I was able to download the firmware master and I can edit the code. But I am having issues with flashing the experimental firmware to the board. Whenever I’ve tried to flash the new code I bricked the board and had to completely reflash the master from here. Essentially I am asking if I have to compile the whole master (with my updates) into a single .hex file and then flash that? or if it is possible to flash a single .cpp file as an update to the old firmware? I can’t seem to find an answer online because I don’t know really anything about embedded systems.

Once again, thank you so much for all the help you have already given. You probably don’t know how much of godsend this is.

Yes, you need to compile the whole .hex file (even for the smallest changes). The easiest way to do that for me was through Visual Studio Code. How far are you getting with the compilation? Be sure to create a copy of tup.config for you board based on the tup.config.default file.

Also, how are you tranfering your code to the Odrive? Have you tried using the DFU mode over USB, by running odrivetool dfu custom_firmware.hex from the folder where the .hex file is? That works quite reliably for me.

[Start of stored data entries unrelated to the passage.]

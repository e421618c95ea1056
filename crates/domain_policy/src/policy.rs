//! Insurance policy record
//!
//! [`InsurancePolicy`] is the stored record. [`PolicyDraft`] carries the
//! mutable field set: it is the request body for both create and update,
//! and an update always replaces every field it holds.

use chrono::{DateTime, NaiveDate, Utc};
use core_kernel::{advance_past, PolicyId};
use rust_decimal::Decimal;
use serde::{Deserialize, Serialize};

/// Status given to records created without one
pub const DEFAULT_STATUS: &str = "Active";

/// Maximum description length in characters
pub const DESCRIPTION_MAX_LEN: usize = 500;

fn default_status() -> String {
    DEFAULT_STATUS.to_string()
}

/// The mutable fields of a policy record
///
/// `status` is free-form (conventionally Active, Expired or Cancelled) and
/// defaults to [`DEFAULT_STATUS`] when the request omits it. No ordering
/// between `start_date` and `end_date` is enforced.
#[derive(Debug, Clone, PartialEq, Serialize, Deserialize)]
#[serde(rename_all = "camelCase")]
pub struct PolicyDraft {
    pub policy_number: String,
    pub insurance_type: String,
    pub provider: String,
    pub premium: Decimal,
    pub coverage_amount: Decimal,
    pub start_date: NaiveDate,
    #[serde(default)]
    pub end_date: Option<NaiveDate>,
    #[serde(default = "default_status")]
    pub status: String,
    #[serde(default)]
    pub description: Option<String>,
}

impl PolicyDraft {
    /// Creates a draft with the required fields and default status
    pub fn new(
        policy_number: impl Into<String>,
        insurance_type: impl Into<String>,
        provider: impl Into<String>,
        premium: Decimal,
        coverage_amount: Decimal,
        start_date: NaiveDate,
    ) -> Self {
        Self {
            policy_number: policy_number.into(),
            insurance_type: insurance_type.into(),
            provider: provider.into(),
            premium,
            coverage_amount,
            start_date,
            end_date: None,
            status: default_status(),
            description: None,
        }
    }
}

/// A persisted insurance policy record
#[derive(Debug, Clone, PartialEq, Serialize, Deserialize)]
#[serde(rename_all = "camelCase")]
pub struct InsurancePolicy {
    pub id: PolicyId,
    pub policy_number: String,
    pub insurance_type: String,
    pub provider: String,
    pub premium: Decimal,
    pub coverage_amount: Decimal,
    pub start_date: NaiveDate,
    pub end_date: Option<NaiveDate>,
    pub status: String,
    pub description: Option<String>,
    pub created_at: DateTime<Utc>,
    pub updated_at: DateTime<Utc>,
}

impl InsurancePolicy {
    /// Builds a freshly created record; both timestamps are `created_at`
    pub fn from_draft(id: PolicyId, draft: PolicyDraft, created_at: DateTime<Utc>) -> Self {
        Self {
            id,
            policy_number: draft.policy_number,
            insurance_type: draft.insurance_type,
            provider: draft.provider,
            premium: draft.premium,
            coverage_amount: draft.coverage_amount,
            start_date: draft.start_date,
            end_date: draft.end_date,
            status: draft.status,
            description: draft.description,
            created_at,
            updated_at: created_at,
        }
    }

    /// Overwrites every mutable field and refreshes `updated_at`
    ///
    /// `id` and `created_at` are untouched. The new `updated_at` is strictly
    /// later than the previous one.
    pub fn apply(&mut self, draft: PolicyDraft, now: DateTime<Utc>) {
        self.policy_number = draft.policy_number;
        self.insurance_type = draft.insurance_type;
        self.provider = draft.provider;
        self.premium = draft.premium;
        self.coverage_amount = draft.coverage_amount;
        self.start_date = draft.start_date;
        self.end_date = draft.end_date;
        self.status = draft.status;
        self.description = draft.description;
        self.updated_at = advance_past(self.updated_at, now);
    }

    /// Returns the mutable field set of this record
    pub fn to_draft(&self) -> PolicyDraft {
        PolicyDraft {
            policy_number: self.policy_number.clone(),
            insurance_type: self.insurance_type.clone(),
            provider: self.provider.clone(),
            premium: self.premium,
            coverage_amount: self.coverage_amount,
            start_date: self.start_date,
            end_date: self.end_date,
            status: self.status.clone(),
            description: self.description.clone(),
        }
    }
}
//! API configuration

use serde::Deserialize;

/// Origins of the local development front-ends
pub const DEFAULT_ALLOWED_ORIGINS: [&str; 2] = ["http://localhost:3000", "http://localhost:3001"];

/// Where policy records are stored
#[derive(Debug, Clone, Copy, PartialEq, Eq, Deserialize)]
#[serde(rename_all = "lowercase")]
pub enum StorageBackend {
    /// PostgreSQL via `infra_db`
    Postgres,
    /// Process-local store; contents are lost on restart
    Memory,
}

/// API configuration
#[derive(Debug, Clone, Deserialize)]
#[serde(default)]
pub struct ApiConfig {
    /// Server host
    pub host: String,
    /// Server port
    pub port: u16,
    /// Database URL
    pub database_url: String,
    /// Maximum pooled database connections
    pub db_max_connections: u32,
    /// Record store
    pub storage: StorageBackend,
    /// Origins allowed to make cross-origin requests
    pub allowed_origins: Vec<String>,
    /// Log level
    pub log_level: String,
}

impl Default for ApiConfig {
    fn default() -> Self {
        Self {
            host: "0.0.0.0".to_string(),
            port: 8080,
            database_url: "postgres://localhost/insurance".to_string(),
            db_max_connections: 10,
            storage: StorageBackend::Postgres,
            allowed_origins: DEFAULT_ALLOWED_ORIGINS.iter().map(|o| o.to_string()).collect(),
            log_level: "info".to_string(),
        }
    }
}

impl ApiConfig {
    /// Loads configuration from `API_`-prefixed environment variables
    ///
    /// Unset variables keep their defaults. A bare `DATABASE_URL` is honoured
    /// when `API_DATABASE_URL` is absent. `API_ALLOWED_ORIGINS` is a
    /// comma-separated list.
    pub fn from_env() -> Result<Self, config::ConfigError> {
        Self::from_environment(
            config::Environment::with_prefix("API"),
            std::env::var("DATABASE_URL").ok(),
        )
    }

    fn from_environment(
        environment: config::Environment,
        database_url: Option<String>,
    ) -> Result<Self, config::ConfigError> {
        let mut builder = config::Config::builder();
        if let Some(url) = database_url {
            builder = builder.set_default("database_url", url)?;
        }

        builder
            .add_source(
                environment
                    .try_parsing(true)
                    .list_separator(",")
                    .with_list_parse_key("allowed_origins"),
            )
            .build()?
            .try_deserialize()
    }

    /// Returns the server address
    pub fn server_addr(&self) -> String {
        format!("{}:{}", self.host, self.port)
    }
}

#[cfg(test)]
mod tests {
    use super::*;

    fn environment(vars: &[(&str, &str)]) -> config::Environment {
        let source: config::Map<String, String> = vars
            .iter()
            .map(|(k, v)| (k.to_string(), v.to_string()))
            .collect();
        config::Environment::with_prefix("API").source(Some(source))
    }

    #[test]
    fn test_defaults() {
        let config = ApiConfig::default();
        assert_eq!(config.server_addr(), "0.0.0.0:8080");
        assert_eq!(config.storage, StorageBackend::Postgres);
        assert_eq!(
            config.allowed_origins,
            vec!["http://localhost:3000", "http://localhost:3001"]
        );
    }

    #[test]
    fn test_empty_environment_keeps_defaults() {
        let config = ApiConfig::from_environment(environment(&[]), None).unwrap();
        assert_eq!(config.port, 8080);
        assert_eq!(config.database_url, "postgres://localhost/insurance");
        assert_eq!(config.allowed_origins.len(), 2);
    }

    #[test]
    fn test_environment_overrides() {
        let config = ApiConfig::from_environment(
            environment(&[
                ("API_PORT", "9090"),
                ("API_STORAGE", "memory"),
                ("API_ALLOWED_ORIGINS", "https://a.example,https://b.example"),
            ]),
            None,
        )
        .unwrap();

        assert_eq!(config.port, 9090);
        assert_eq!(config.storage, StorageBackend::Memory);
        assert_eq!(config.allowed_origins, vec!["https://a.example", "https://b.example"]);
    }

    #[test]
    fn test_bare_database_url_is_fallback() {
        let config =
            ApiConfig::from_environment(environment(&[]), Some("postgres://db/x".to_string()))
                .unwrap();
        assert_eq!(config.database_url, "postgres://db/x");

        let config = ApiConfig::from_environment(
            environment(&[("API_DATABASE_URL", "postgres://db/y")]),
            Some("postgres://db/x".to_string()),
        )
        .unwrap();
        assert_eq!(config.database_url, "postgres://db/y");
    }
}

I am currently in the process of working out how to compile the firmware in VSCode. But I ran into an issue that I can’t seem to surpass. I made a post about it here.

I think I correctly copied over the tup.config.default file and made it into a tup.config file correctly.

For flashing the firmware I was trying to use odrivetool dfu (file path) but that resulted in me bricking the board. The tool erased the old firmware and then crashed immediately afterward, resulting in a board with nothing on it. That meant that I couldn’t even run odrivetool dfu to put the firmware back on the board. So, I used the Upgrading firmware with a different DFU tool instructions to restore the firmware. I am more confident in my ability to flash the firmware than to edit it.

The main holdup right now is simply getting the firmware to compile into a flashable hex file. Which I am, slowly, making progress on.